Cécité : un médicament efficace et 30 fois moins cher
Martine Perez se penche dans Le Figaro sur un « cas d’école », « emblématique d'un combat à mener pour réduire les dépenses de santé dans les pays occidentaux, sans diminuer la qualité des soins ».
La journaliste note en effet que « deux médicaments sont utilisés actuellement contre la dégénérescence maculaire liée à l'âge. […] Le premier, le Lucentis, injecté tous les mois dans l'œil au prix d'environ 1 100 € la dose, est autorisé par l'Agence du médicament.
Le second, l'Avastin, copie quasiment conforme du premier et utilisé de la même manière, coûte environ 30 € par injection, mais n'a pas reçu d'autorisation ».

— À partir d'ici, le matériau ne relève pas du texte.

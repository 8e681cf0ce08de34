//! MIME content type handling.

use crate::error::{Error, Result};
use std::collections::HashMap;
use std::fmt;

/// MIME content type with parameters.
#[derive(Debug, Clone, PartialEq, Eq)]
pub struct ContentType {
    /// Main type (e.g., "text", "image", "multipart").
    pub main_type: String,
    /// Subtype (e.g., "plain", "html", "jpeg").
    pub sub_type: String,
    /// Parameters (e.g., charset=utf-8, boundary=xxx).
    pub parameters: HashMap<String, String>,
}

impl ContentType {
    /// Creates a new content type.
    #[must_use]
    pub fn new(main_type: impl Into<String>, sub_type: impl Into<String>) -> Self {
        Self {
            main_type: main_type.into(),
            sub_type: sub_type.into(),
            parameters: HashMap::new(),
        }
    }

    /// Creates a text/plain content type.
    #[must_use]
    pub fn text_plain() -> Self {
        let mut ct = Self::new("text", "plain");
        ct.parameters
            .insert("charset".to_string(), "utf-8".to_string());
        ct
    }

    /// Creates a text/html content type.
    #[must_use]
    pub fn text_html() -> Self {
        let mut ct = Self::new("text", "html");
        ct.parameters
            .insert("charset".to_string(), "utf-8".to_string());
        ct
    }

    /// Creates a multipart/mixed content type with boundary.
    #[must_use]
    pub fn multipart_mixed(boundary: impl Into<String>) -> Self {
        let mut ct = Self::new("multipart", "mixed");
        ct.parameters
            .insert("boundary".to_string(), boundary.into());
        ct
    }

    /// Creates a multipart/alternative content type with boundary.
    #[must_use]
    pub fn multipart_alternative(boundary: impl Into<String>) -> Self {
        let mut ct = Self::new("multipart", "alternative");
        ct.parameters
            .insert("boundary".to_string(), boundary.into());
        ct
    }

    /// Creates a multipart/related content type with boundary.
    #[must_use]
    pub fn multipart_related(boundary: impl Into<String>) -> Self {
        let mut ct = Self::new("multipart", "related");
        ct.parameters
            .insert("boundary".to_string(), boundary.into());
        ct
    }

    /// Adds a parameter.
    #[must_use]
    pub fn with_parameter(mut self, key: impl Into<String>, value: impl Into<String>) -> Self {
        self.parameters.insert(key.into(), value.into());
        self
    }

    /// Returns the charset parameter if present.
    #[must_use]
    pub fn charset(&self) -> Option<&str> {
        self.parameters.get("charset").map(String::as_str)
    }

    /// Returns the boundary parameter if present.
    #[must_use]
    pub fn boundary(&self) -> Option<&str> {
        self.parameters.get("boundary").map(String::as_str)
    }

    /// Checks if this is a multipart content type.
    #[must_use]
    pub fn is_multipart(&self) -> bool {
        self.main_type.eq_ignore_ascii_case("multipart")
    }

    /// Checks if this is a text content type.
    #[must_use]
    pub fn is_text(&self) -> bool {
        self.main_type.eq_ignore_ascii_case("text")
    }

    /// Parses a content type string.
    ///
    /// Format: `type/subtype; param1=value1; param2=value2`
    ///
    /// # Errors
    ///
    /// Returns an error if the format is invalid.
    pub fn parse(s: &str) -> Result<Self> {
        let mut parts = s.split(';');

        // Parse type/subtype
        let type_str = parts
            .next()
            .ok_or_else(|| Error::InvalidContentType("Empty content type".to_string()))?
            .trim();

        let mut type_parts = type_str.split('/');
        let main_type = type_parts
            .next()
            .ok_or_else(|| Error::InvalidContentType("Missing main type".to_string()))?
            .trim()
            .to_lowercase();

        let sub_type = type_parts
            .next()
            .ok_or_else(|| Error::InvalidContentType("Missing subtype".to_string()))?
            .trim()
            .to_lowercase();

        let mut content_type = Self::new(main_type, sub_type);

        // Parse parameters
        for param in parts {
            let param = param.trim();
            if let Some((key, value)) = param.split_once('=') {
                let key = key.trim().to_lowercase();
                let value = value.trim().trim_matches('"').to_string();
                content_type.parameters.insert(key, value);
            }
        }

        Ok(content_type)
    }
}

impl fmt::Display for ContentType {
    fn fmt(&self, f: &mut fmt::Formatter<'_>) -> fmt::Result {
        let main = &self.main_type;
        let sub = &self.sub_type;
        write!(f, "{main}/{sub}")?;

        for (key, value) in &self.parameters {
            // Quote value if it contains special characters
            if value.contains(|c: char| c.is_whitespace() || "()<>@,;:\\\"/[]?=".contains(c)) {
                write!(f, "; {key}=\"{value}\"")?;
            } else {
                write!(f, "; {key}={value}")?;
            }
        }

        Ok(())
    }
}

#[cfg(test)]
mod tests {
    use super::*;

    #[test]
    fn test_content_type_new() {
        let ct = ContentType::new("text", "plain");
        assert_eq!(ct.main_type, "text");
        assert_eq!(ct.sub_type, "plain");
        assert!(ct.parameters.is_empty());
    }

    #[test]
    fn test_text_plain() {
        let ct = ContentType::text_plain();
        assert_eq!(ct.main_type, "text");
        assert_eq!(ct.sub_type, "plain");
        assert_eq!(ct.charset(), Some("utf-8"));
    }

    #[test]
    fn test_multipart_mixed() {
        let ct = ContentType::multipart_mixed("boundary123");
        assert_eq!(ct.main_type, "multipart");
        assert_eq!(ct.sub_type, "mixed");
        assert_eq!(ct.boundary(), Some("boundary123"));
        assert!(ct.is_multipart());
    }

    #[test]
    fn test_content_type_parse() {
        let ct = ContentType::parse("text/plain; charset=utf-8").unwrap();
        assert_eq!(ct.main_type, "text");
        assert_eq!(ct.sub_type, "plain");
        assert_eq!(ct.charset(), Some("utf-8"));
    }

    #[test]
    fn test_content_type_parse_quoted() {
        let ct = ContentType::parse("multipart/mixed; boundary=\"----=_Part_123\"").unwrap();
        assert_eq!(ct.main_type, "multipart");
        assert_eq!(ct.sub_type, "mixed");
        assert_eq!(ct.boundary(), Some("----=_Part_123"));
    }

    #[test]
    fn test_content_type_display() {
        let ct = ContentType::text_plain();
        let s = ct.to_string();
        assert!(s.contains("text/plain"));
        assert!(s.contains("charset=utf-8"));
    }

    #[test]
    fn test_content_type_with_parameter() {
        let ct = ContentType::new("text", "plain")
            .with_parameter("charset", "iso-8859-1")
            .with_parameter("format", "flowed");

        assert_eq!(ct.charset(), Some("iso-8859-1"));
        assert_eq!(ct.parameters.get("format"), Some(&"flowed".to_string()));
    }
}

Martine Perez indique que « sous la pression économique, les autorités sanitaires britanniques ont lancé, il y a 4 ans, un essai comparant le Lucentis à l'Avastin, chez 610 patients souffrant de DMLA. Les résultats, présentés dimanche 6 mai lors d'un congrès en Floride, confirment la similitude totale des deux molécules tant en ce qui concerne l'efficacité que les effets secondaires ».
« C'est aujourd'hui aux autorités sanitaires de prendre la décision d'autoriser l'Avastin afin que tous les patients ayant besoin de ce médicament puissent être soignés, sans pour autant faire exploser les dépenses de santé. […] La nouvelle étude anglaise, à paraître sous peu dans le journal Ophtalmology, devrait clore le débat et confirmer la similitude des molécules, hormis leur prix », estime la journaliste.
Le Pr Usha Chakravarthy (université de Belfast), qui a mené cet essai baptisé Ivan, précise ainsi que « les résultats à la fin de la première année montrent que Lucentis et Avastin ont exactement la même efficacité ».
Martine Perez ajoute que « les effets secondaires seraient dans cet essai un peu plus importants avec le Lucentis que l'Avastin. Une étude américaine ayant trouvé 1 an auparavant un tout petit peu plus de complications avec l'Avastin, les deux résultats s'annulent donc ».
La journaliste s’interroge cependant : « Que vont faire les pouvoirs publics ? La réponse n'est pas simple. Actuellement, en France, plusieurs services hospitaliers d'ophtalmologie font conditionner de manière artisanale par les pharmacies des hôpitaux des doses d'Avastin à utiliser en injection intra-oculaire. Car le produit n'est disponible que sous une forme utilisable en cancérologie. Et ce sont ces doses produites artisanalement qui sont utilisées, hors de tout champ légal ».
« Cependant, les données accumulées depuis 5 ans concluent toutes à un effet similaire des deux médicaments. La balle est donc dans le camp des autorités sanitaires qui, même si elles vont mécontenter les firmes pharmaceutiques, doivent prendre les décisions qui s'imposent face à tant d'évidence », conclut Martine Perez.